▶ [ACTIVITY]:
The answer must be every line below that holds the word "MainLayout".

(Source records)
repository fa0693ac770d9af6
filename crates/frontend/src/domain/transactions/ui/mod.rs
pub mod available_list;
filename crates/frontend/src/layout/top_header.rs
//! Top navigation bar: sidebar toggle, brand and session info.

use crate::layout::global_context::AppGlobalContext;
use crate::shared::icons::icon;
use crate::system::auth::context::use_auth;
use leptos::prelude::*;

#[component]
pub fn TopHeader() -> impl IntoView {
    let ctx =
        leptos::context::use_context::<AppGlobalContext>().expect("AppGlobalContext not found");
    let auth = use_auth();

    let toggle_sidebar = move |_| ctx.toggle_left();

    let user_name = move || {
        auth.state
            .get()
            .user_info
            .map(|u| u.name)
            .unwrap_or_default()
    };

    view! {
        <div class="top-header">
            <div class="top-header__brand">
                <button class="top-header__icon-btn" on:click=toggle_sidebar title="Menú">
                    {icon("menu")}
                </button>
                <span class="top-header__title">"MotoCrédito · Administración"</span>
            </div>

            <div class="top-header__actions">
                <span class="top-header__user">
                    {icon("user")}
                    {user_name}
                </span>
            </div>
        </div>
    }
}
use serde::{Deserialize, Serialize};

/// Funding/business-line partition. Every closing and every transaction is
/// scoped to exactly one provider.
#[derive(Debug, Clone, PartialEq, Eq, Serialize, Deserialize)]
pub struct Provider {
    pub id: String,
    pub name: String,
}
use leptos::prelude::*;

use crate::shared::icons::icon;

/// Shown when no `authToken` cookie is present. The dashboard never handles
/// credentials itself; the user signs in on the main site first.
#[component]
pub fn SessionRequiredPage() -> impl IntoView {
    view! {
        <div class="session-required">
            <div class="session-required-card">
                <span class="session-required-icon">{icon("user")}</span>
                <h2>"Sesión requerida"</h2>
                <p>
                    "No se encontró una sesión activa. Inicie sesión en el sitio "
                    "principal y vuelva a abrir el panel de administración."
                </p>
            </div>
        </div>
    }
}
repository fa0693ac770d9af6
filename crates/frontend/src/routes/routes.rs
use crate::layout::global_context::AppGlobalContext;
use crate::layout::Shell;
use crate::layout::sidebar::Sidebar;
use crate::layout::tabs::Tabs;
use crate::system::auth::context::use_auth;
use crate::system::pages::session::SessionRequiredPage;
use leptos::prelude::*;

#[component]
fn MainLayout() -> impl IntoView {
    let tabs_store = leptos::context::use_context::<AppGlobalContext>()
        .expect("AppGlobalContext context not found");

    // Restore the active tab from the query string once on startup.
    tabs_store.init_router_integration();

    view! {
        <Shell
            left=|| view! { <Sidebar /> }.into_any()
            center=|| view! { <Tabs /> }.into_any()
        />
    }
}

#[component]
pub fn AppRoutes() -> impl IntoView {
    let auth = use_auth();

    view! {
        <Show
            when=move || auth.state.get().token.is_some()
            fallback=|| view! { <SessionRequiredPage /> }
        >
            <MainLayout />
        </Show>
    }
}
use serde::{Deserialize, Serialize};

/// Current session user, `GET /api/v1/user/me`. Supplies `createdById`
/// for closing submissions.
#[derive(Debug, Clone, PartialEq, Eq, Serialize, Deserialize)]
#[serde(rename_all = "camelCase")]
pub struct UserInfo {
    pub id: String,
    pub name: String,
    #[serde(default)]
    pub role: String,
}
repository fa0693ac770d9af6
//! Page category constants for tab page standardization.
//!
//! Every page rendered inside a tab declares:
//!   - HTML `id` in the format `{entity}--{category}` (e.g. `"closings--list"`)
//!   - `data-page-category` with one of the constants below
//!
//! The `--` separator makes the entity name searchable: copy the id from the
//! browser DOM Inspector, paste into IDE search, and you land in the
//! matching `domain/` directory.

/// List of records — table with filters/pagination.
pub const PAGE_CAT_LIST: &str = "list";

/// Detail / edit form for a single record.
pub const PAGE_CAT_DETAIL: &str = "detail";

/// System page (session, errors).
pub const PAGE_CAT_SYSTEM: &str = "system";

/// Intentionally custom design — free-form, exempt from structural checks.
pub const PAGE_CAT_CUSTOM: &str = "custom";
//! Reactive wrapper around [`SelectionState`], shared between the available
//! transactions list and the closing form through Leptos context.

use leptos::prelude::*;

use contracts::domain::transaction::Transaction;

use super::selection::{ProviderMismatch, SelectionState};

#[derive(Clone, Copy)]
pub struct SelectionContext {
    pub state: RwSignal<SelectionState>,
    /// Last rejected provider mix, consumed by the warning dialog.
    pub mismatch: RwSignal<Option<ProviderMismatch>>,
    /// Bumped when the available pool changed on the server (e.g. after a
    /// closing was submitted) so the list reloads.
    pub pool_version: RwSignal<u64>,
}

impl SelectionContext {
    pub fn new() -> Self {
        Self {
            state: RwSignal::new(SelectionState::new()),
            mismatch: RwSignal::new(None),
            pool_version: RwSignal::new(0),
        }
    }

    pub fn invalidate_pool(&self) {
        self.pool_version.update(|v| *v += 1);
    }

    /// Select one transaction; a provider mismatch lands in `mismatch`
    /// instead of the selection.
    pub fn select(&self, transaction: Transaction) {
        let mut rejected = None;
        self.state.update(|state| {
            if let Err(e) = state.select(transaction) {
                rejected = Some(e);
            }
        });
        if rejected.is_some() {
            self.mismatch.set(rejected);
        }
    }

    pub fn deselect(&self, id: &str) {
        let id = id.to_string();
        self.state.update(|state| state.deselect(&id));
    }

    pub fn clear(&self) {
        self.state.update(|state| state.clear());
    }

    pub fn dismiss_mismatch(&self) {
        self.mismatch.set(None);
    }
}

pub fn provide_selection() -> SelectionContext {
    let ctx = SelectionContext::new();
    provide_context(ctx);
    ctx
}

pub fn use_selection() -> SelectionContext {
    use_context::<SelectionContext>().expect("SelectionContext not provided")
}
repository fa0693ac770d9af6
//! Bill/coin counting grid for the cash reconciliation.

use gloo_timers::future::TimeoutFuture;
use leptos::prelude::*;
use leptos::task::spawn_local;

use contracts::domain::reconciliation::{
    reconcile, CashDelta, DenominationCount, BILLS, COINS,
};

use crate::shared::components::table::number_format::format_money;

/// One input row per denomination with its weighted subtotal, plus the
/// running total and the difference against the expected cash.
///
/// `on_change` receives the counted total, debounced by 50 ms so rapid
/// typing settles before the form reacts.
#[component]
pub fn DenominationTally(
    counts: RwSignal<DenominationCount>,
    #[prop(into)] expected: Signal<f64>,
    on_change: Callback<f64>,
) -> impl IntoView {
    let generation = StoredValue::new(0u64);

    Effect::new(move |_| {
        let total = counts.get().total();
        let gen = generation.get_value() + 1;
        generation.set_value(gen);
        spawn_local(async move {
            TimeoutFuture::new(50).await;
            if generation.get_value() == gen {
                on_change.run(total);
            }
        });
    });

    let result = Signal::derive(move || reconcile(expected.get(), &counts.get()));

    let row = move |denomination: i64| {
        view! {
            <tr>
                <td class="tally__face">
                    {format!("$ {}", format_money(denomination as f64))}
                </td>
                <td>
                    <input
                        type="number"
                        min="0"
                        class="tally__count"
                        prop:value=move || counts.get().count(denomination).to_string()
                        on:input=move |ev| {
                            let value = event_target_value(&ev).parse::<i64>().unwrap_or(0);
                            counts.update(|c| c.set_count(denomination, value));
                        }
                    />
                </td>
                <td class="tally__subtotal">
                    {move || format_money(counts.get().subtotal(denomination))}
                </td>
            </tr>
        }
    };

    view! {
        <div class="tally">
            <table class="tally__table">
                <thead>
                    <tr>
                        <th>"Denominación"</th>
                        <th>"Cantidad"</th>
                        <th>"Subtotal"</th>
                    </tr>
                </thead>
                <tbody>
                    {BILLS.iter().map(|&d| row(d)).collect_view()}
                    <tr class="tally__divider">
                        <td colspan="3">"Monedas"</td>
                    </tr>
                    {COINS.iter().map(|&d| row(d)).collect_view()}
                </tbody>
                <tfoot>
                    <tr class="tally__total">
                        <td>"Total contado"</td>
                        <td></td>
                        <td>{move || format!("$ {}", format_money(result.get().total_counted))}</td>
                    </tr>
                    <tr class=move || {
                        if result.get().is_valid {
                            "tally__difference tally__difference--ok"
                        } else {
                            "tally__difference tally__difference--off"
                        }
                    }>
                        <td>
                            {move || match result.get().delta() {
                                CashDelta::Exact => "Diferencia",
                                CashDelta::Surplus => "Sobra",
                                CashDelta::Shortfall => "Falta",
                            }}
                        </td>
                        <td></td>
                        <td>
                            {move || {
                                format!("$ {}", format_money(result.get().difference.abs()))
                            }}
                        </td>
                    </tr>
                </tfoot>
            </table>
        </div>
    }
}
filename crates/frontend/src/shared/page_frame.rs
//! PageFrame — standard root wrapper for every page rendered inside a tab.
//!
//! Guarantees two metadata attributes on the root DOM element:
//!   - `id`                  — `"{entity}--{category}"`, e.g. `"closings--list"`
//!   - `data-page-category`  — one of the PAGE_CAT_* constants

use super::page_standard::*;
use leptos::prelude::*;

/// Root wrapper that sets standard metadata on every tab page.
#[component]
pub fn PageFrame(
    /// HTML id in format `{entity}--{category}`, e.g. `"closings--list"`.
    page_id: &'static str,
    /// One of the PAGE_CAT_* constants from `page_standard`.
    category: &'static str,
    /// Additional CSS classes appended after the base class.
    #[prop(optional)]
    class: &'static str,
    children: Children,
) -> impl IntoView {
    let base_class = match category {
        PAGE_CAT_LIST => "page",
        PAGE_CAT_DETAIL => "page page--detail",
        PAGE_CAT_SYSTEM => "page",
        PAGE_CAT_CUSTOM => "page page--custom",
        _ => "page",
    };

    let full_class = if class.is_empty() {
        base_class.to_string()
    } else {
        format!("{base_class} {class}")
    };

    view! {
        <div id=page_id class=full_class data-page-category=category>
            {children()}
        </div>
    }
}
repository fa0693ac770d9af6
pub mod form;
pub mod list;
pub mod new_closing;
use leptos::prelude::*;

pub fn icon(name: &str) -> AnyView {
    match name {
        "cash" => view! {
            <svg width="20" height="20" viewBox="0 0 24 24" fill="none" stroke="currentColor" stroke-width="2" stroke-linecap="round" stroke-linejoin="round" aria-hidden="true">
                <rect x="2" y="6" width="20" height="12" rx="2"/>
                <circle cx="12" cy="12" r="2"/>
                <path d="M6 12h.01M18 12h.01"/>
            </svg>
        }.into_any(),
        "archive" => view! {
            <svg width="20" height="20" viewBox="0 0 24 24" fill="none" stroke="currentColor" stroke-width="2" stroke-linecap="round" stroke-linejoin="round" aria-hidden="true">
                <rect x="2" y="3" width="20" height="5" rx="1"/>
                <path d="M4 8v11a2 2 0 0 0 2 2h12a2 2 0 0 0 2-2V8"/>
                <path d="M10 12h4"/>
            </svg>
        }.into_any(),
        "receipt" => view! {
            <svg width="20" height="20" viewBox="0 0 24 24" fill="none" stroke="currentColor" stroke-width="2" stroke-linecap="round" stroke-linejoin="round" aria-hidden="true">
                <path d="M4 2v20l2-1 2 1 2-1 2 1 2-1 2 1 2-1 2 1V2l-2 1-2-1-2 1-2-1-2 1-2-1-2 1z"/>
                <path d="M16 8h-6a2 2 0 1 0 0 4h4a2 2 0 1 1 0 4H8"/>
                <path d="M12 17.5v-11"/>
            </svg>
        }.into_any(),
        "bike" => view! {
            <svg width="20" height="20" viewBox="0 0 24 24" fill="none" stroke="currentColor" stroke-width="2" stroke-linecap="round" stroke-linejoin="round" aria-hidden="true">
                <circle cx="5.5" cy="17.5" r="3.5"/>
                <circle cx="18.5" cy="17.5" r="3.5"/>
                <path d="M15 6h2l3 5.5"/>
                <path d="M12 17.5 9 11l-3 6.5"/>
                <path d="M9 11h6.5"/>
            </svg>
        }.into_any(),
        "menu" => view! {
            <svg width="20" height="20" viewBox="0 0 24 24" fill="none" stroke="currentColor" stroke-width="2" stroke-linecap="round" stroke-linejoin="round" aria-hidden="true">
                <line x1="3" y1="6" x2="21" y2="6"/>
                <line x1="3" y1="12" x2="21" y2="12"/>
                <line x1="3" y1="18" x2="21" y2="18"/>
            </svg>
        }.into_any(),
        "user" => view! {
            <svg width="20" height="20" viewBox="0 0 24 24" fill="none" stroke="currentColor" stroke-width="2" stroke-linecap="round" stroke-linejoin="round" aria-hidden="true">
                <path d="M20 21v-2a4 4 0 0 0-4-4H8a4 4 0 0 0-4 4v2"/>
                <circle cx="12" cy="7" r="4"/>
            </svg>
        }.into_any(),
        "download" => view! {
            <svg width="20" height="20" viewBox="0 0 24 24" fill="none" stroke="currentColor" stroke-width="2" stroke-linecap="round" stroke-linejoin="round" aria-hidden="true">
                <path d="M21 15v4a2 2 0 0 1-2 2H5a2 2 0 0 1-2-2v-4"/>
                <polyline points="7 10 12 15 17 10"/>
                <line x1="12" y1="15" x2="12" y2="3"/>
            </svg>
        }.into_any(),
        "printer" => view! {
            <svg width="20" height="20" viewBox="0 0 24 24" fill="none" stroke="currentColor" stroke-width="2" stroke-linecap="round" stroke-linejoin="round" aria-hidden="true">
                <polyline points="6 9 6 2 18 2 18 9"/>
                <path d="M6 18H4a2 2 0 0 1-2-2v-5a2 2 0 0 1 2-2h16a2 2 0 0 1 2 2v5a2 2 0 0 1-2 2h-2"/>
                <rect x="6" y="14" width="12" height="8"/>
            </svg>
        }.into_any(),
        "filter" => view! {
            <svg width="20" height="20" viewBox="0 0 24 24" fill="none" stroke="currentColor" stroke-width="2" stroke-linecap="round" stroke-linejoin="round" aria-hidden="true">
                <polygon points="22 3 2 3 10 12.46 10 19 14 21 14 12.46 22 3"/>
            </svg>
        }.into_any(),
        "plus" => view! {
            <svg width="20" height="20" viewBox="0 0 24 24" fill="none" stroke="currentColor" stroke-width="2" stroke-linecap="round" stroke-linejoin="round" aria-hidden="true">
                <line x1="12" y1="5" x2="12" y2="19"/>
                <line x1="5" y1="12" x2="19" y2="12"/>
            </svg>
        }.into_any(),
        "edit" => view! {
            <svg width="20" height="20" viewBox="0 0 24 24" fill="none" stroke="currentColor" stroke-width="2" stroke-linecap="round" stroke-linejoin="round" aria-hidden="true">
                <path d="M11 4H4a2 2 0 0 0-2 2v14a2 2 0 0 0 2 2h14a2 2 0 0 0 2-2v-7"/>
                <path d="M18.5 2.5a2.12 2.12 0 0 1 3 3L12 15l-4 1 1-4z"/>
            </svg>
        }.into_any(),
        "trash" => view! {
            <svg width="20" height="20" viewBox="0 0 24 24" fill="none" stroke="currentColor" stroke-width="2" stroke-linecap="round" stroke-linejoin="round" aria-hidden="true">
                <polyline points="3 6 5 6 21 6"/>
                <path d="M19 6v14a2 2 0 0 1-2 2H7a2 2 0 0 1-2-2V6m3 0V4a2 2 0 0 1 2-2h4a2 2 0 0 1 2 2v2"/>
            </svg>
        }.into_any(),
        "check" => view! {
            <svg width="20" height="20" viewBox="0 0 24 24" fill="none" stroke="currentColor" stroke-width="2" stroke-linecap="round" stroke-linejoin="round" aria-hidden="true">
                <polyline points="20 6 9 17 4 12"/>
            </svg>
        }.into_any(),
        "alert" => view! {
            <svg width="20" height="20" viewBox="0 0 24 24" fill="none" stroke="currentColor" stroke-width="2" stroke-linecap="round" stroke-linejoin="round" aria-hidden="true">
                <path d="M10.29 3.86 1.82 18a2 2 0 0 0 1.71 3h16.94a2 2 0 0 0 1.71-3L13.71 3.86a2 2 0 0 0-3.42 0z"/>
                <line x1="12" y1="9" x2="12" y2="13"/>
                <line x1="12" y1="17" x2="12.01" y2="17"/>
            </svg>
        }.into_any(),
        "chevron-left" => view! {
            <svg width="16" height="16" viewBox="0 0 24 24" fill="none" stroke="currentColor" stroke-width="2" stroke-linecap="round" stroke-linejoin="round" aria-hidden="true">
                <polyline points="15 18 9 12 15 6"/>
            </svg>
        }.into_any(),
        "chevron-right" => view! {
            <svg width="16" height="16" viewBox="0 0 24 24" fill="none" stroke="currentColor" stroke-width="2" stroke-linecap="round" stroke-linejoin="round" aria-hidden="true">
                <polyline points="9 18 15 12 9 6"/>
            </svg>
        }.into_any(),
        "chevrons-left" => view! {
            <svg width="16" height="16" viewBox="0 0 24 24" fill="none" stroke="currentColor" stroke-width="2" stroke-linecap="round" stroke-linejoin="round" aria-hidden="true">
                <polyline points="11 17 6 12 11 7"/>
                <polyline points="18 17 13 12 18 7"/>
            </svg>
        }.into_any(),
        "chevrons-right" => view! {
            <svg width="16" height="16" viewBox="0 0 24 24" fill="none" stroke="currentColor" stroke-width="2" stroke-linecap="round" stroke-linejoin="round" aria-hidden="true">
                <polyline points="13 17 18 12 13 7"/>
                <polyline points="6 17 11 12 6 7"/>
            </svg>
        }.into_any(),
        _ => view! {
            <svg width="20" height="20" viewBox="0 0 24 24" fill="none" stroke="currentColor" stroke-width="2" aria-hidden="true">
                <circle cx="12" cy="12" r="9"/>
            </svg>
        }.into_any(),
    }
}
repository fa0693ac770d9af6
pub mod badge;

pub use badge::Badge;
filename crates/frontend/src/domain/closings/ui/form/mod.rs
//! Closing form: summary of the selection, cash reconciliation and the
//! derived register totals, submitted as one `POST /api/v1/closing`.
//!
//! Once incomes are selected the three amount fields are auto-filled from
//! the selection grouped by payment method and become read-only; the only
//! adjustable numeric input left is the denomination tally, whose counted
//! total must match the expected cash before the submit unlocks.

pub mod state;
pub mod tally;

use leptos::prelude::*;
use leptos::task::spawn_local;
use thaw::*;

use contracts::domain::closing::{Closing, CreateClosingRequest};
use contracts::domain::reconciliation::{reconcile, DenominationCount};

use crate::domain::closings::api::create_closing;
use crate::domain::transactions::context::use_selection;
use crate::shared::components::table::number_format::{format_money, plain_amount};
use crate::shared::icons::icon;
use crate::shared::print::print_closing;
use crate::system::auth::context::use_auth;

use state::{is_form_valid, is_locked, FormTotals};
use tally::DenominationTally;

#[component]
pub fn ClosingForm() -> impl IntoView {
    let selection = use_selection();
    let auth = use_auth();

    let counts = RwSignal::new(DenominationCount::new());
    let counted_total = RwSignal::new(0.0f64);
    let notes = RwSignal::new(String::new());

    let submitting = RwSignal::new(false);
    let submit_error = RwSignal::new(Option::<String>::None);
    let success = RwSignal::new(Option::<Closing>::None);

    let totals = Memo::new(move |_| FormTotals::from_selection(&selection.state.get()));
    let expected_cash = Signal::derive(move || totals.get().expected_cash);

    let cash_result = Signal::derive(move || reconcile(expected_cash.get(), &counts.get()));

    let locked = Signal::derive(move || is_locked(selection.state.get().income_count()));

    let valid = Signal::derive(move || {
        is_form_valid(
            submitting.get(),
            selection.state.get().income_count(),
            &totals.get(),
            &cash_result.get(),
        )
    });

    let reset_form = move || {
        counts.update(|c| c.clear());
        counted_total.set(0.0);
        notes.set(String::new());
        submit_error.set(None);
    };

    let submit = move |_| {
        let state = selection.state.get_untracked();
        let form_totals = FormTotals::from_selection(&state);
        let cash = reconcile(form_totals.expected_cash, &counts.get_untracked());

        if !is_form_valid(
            submitting.get_untracked(),
            state.income_count(),
            &form_totals,
            &cash,
        ) {
            return;
        }
        let user = auth.state.get_untracked().user_info;
        let Some(user) = user else {
            submit_error.set(Some("La sesión aún no está resuelta".to_string()));
            return;
        };

        let request = CreateClosingRequest {
            cash_in_register: cash.total_counted,
            cash_from_transfers: form_totals.expected_transfers,
            cash_from_cards: form_totals.expected_cards,
            notes: notes.get_untracked(),
            installment_ids: state.income_ids(),
            expense_ids: state.expense_ids(),
            created_by_id: user.id,
            provider_id: state.provider().map(|p| p.id.clone()),
        };

        submitting.set(true);
        submit_error.set(None);
        spawn_local(async move {
            match create_closing(&request).await {
                Ok(closing) => {
                    success.set(Some(closing));
                    reset_form();
                    // Settled transactions no longer exist in the pool.
                    selection.clear();
                    selection.invalidate_pool();
                }
                Err(e) => {
                    log::error!("Closing submit failed: {}", e);
                    submit_error.set(Some(e));
                }
            }
            submitting.set(false);
        });
    };

    let print_created = move |_| {
        if let Some(closing) = success.get_untracked() {
            spawn_local(async move {
                if let Err(e) = print_closing(&closing.id).await {
                    submit_error.set(Some(e));
                }
            });
        }
    };

    let amount_field = move |label: &'static str, value: Signal<f64>| {
        view! {
            <div class="form-field">
                <Label>{label}</Label>
                <input
                    type="text"
                    class="form-field__input form-field__input--readonly"
                    readonly
                    prop:value=move || plain_amount(value.get())
                />
            </div>
        }
    };

    view! {
        <div class="closing-form" class:closing-form--locked=move || locked.get()>
            <Show when=move || selection.state.get().is_empty()>
                <div class="closing-form__hint">
                    "Seleccione transacciones de la lista para iniciar el cierre"
                </div>
            </Show>

            <div class="closing-form__summary">
                <div class="summary-line">
                    <span>"Ingresos"</span>
                    <span>
                        {move || format!("$ {}", format_money(selection.state.get().total_income()))}
                    </span>
                </div>
                <div class="summary-line">
                    <span>"Gastos"</span>
                    <span>
                        {move || format!("$ {}", format_money(selection.state.get().total_expense()))}
                    </span>
                </div>
                <div class="summary-line summary-line--strong">
                    <span>"Balance"</span>
                    <span>
                        {move || format!("$ {}", format_money(selection.state.get().balance()))}
                    </span>
                </div>
                <div class="summary-line">
                    <span>"Efectivo esperado"</span>
                    <span>{move || format!("$ {}", format_money(expected_cash.get()))}</span>
                </div>
            </div>

            <h3>"Conteo de efectivo"</h3>
            <DenominationTally
                counts=counts
                expected=expected_cash
                on_change=Callback::new(move |total| counted_total.set(total))
            />

            <div class="closing-form__fields">
                {amount_field(
                    "Efectivo en caja",
                    Signal::derive(move || counted_total.get()),
                )}
                {amount_field(
                    "Transferencias",
                    Signal::derive(move || totals.get().expected_transfers),
                )}
                {amount_field("Tarjetas", Signal::derive(move || totals.get().expected_cards))}
                <div class="form-field">
                    <Label>"Notas"</Label>
                    <textarea
                        class="form-field__textarea"
                        prop:value=move || notes.get()
                        on:input=move |ev| notes.set(event_target_value(&ev))
                    ></textarea>
                </div>
            </div>

            <Show when=move || submit_error.get().is_some()>
                <div class="alert alert--error">
                    {icon("alert")}
                    {move || submit_error.get().unwrap_or_default()}
                </div>
            </Show>

            <Button
                appearance=ButtonAppearance::Primary
                disabled=Signal::derive(move || !valid.get())
                on_click=submit
            >
                {move || if submitting.get() { "Guardando…" } else { "Registrar cierre" }}
            </Button>

            <Show when=move || success.get().is_some()>
                <div class="modal-overlay">
                    <div class="modal-content modal-content--success">
                        {icon("check")}
                        <h3>"Cierre registrado"</h3>
                        <p>"El cierre de caja se guardó correctamente."</p>
                        <Flex gap=FlexGap::Medium>
                            <Button
                                appearance=ButtonAppearance::Secondary
                                on_click=print_created
                            >
                                {icon("printer")}
                                "Imprimir"
                            </Button>
                            <Button
                                appearance=ButtonAppearance::Primary
                                on_click=move |_| success.set(None)
                            >
                                "Aceptar"
                            </Button>
                        </Flex>
                    </div>
                </div>
            </Show>
        </div>
    }
}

▶ [EXERCISE ANSWER]:
fn MainLayout() -> impl IntoView {
            <MainLayout />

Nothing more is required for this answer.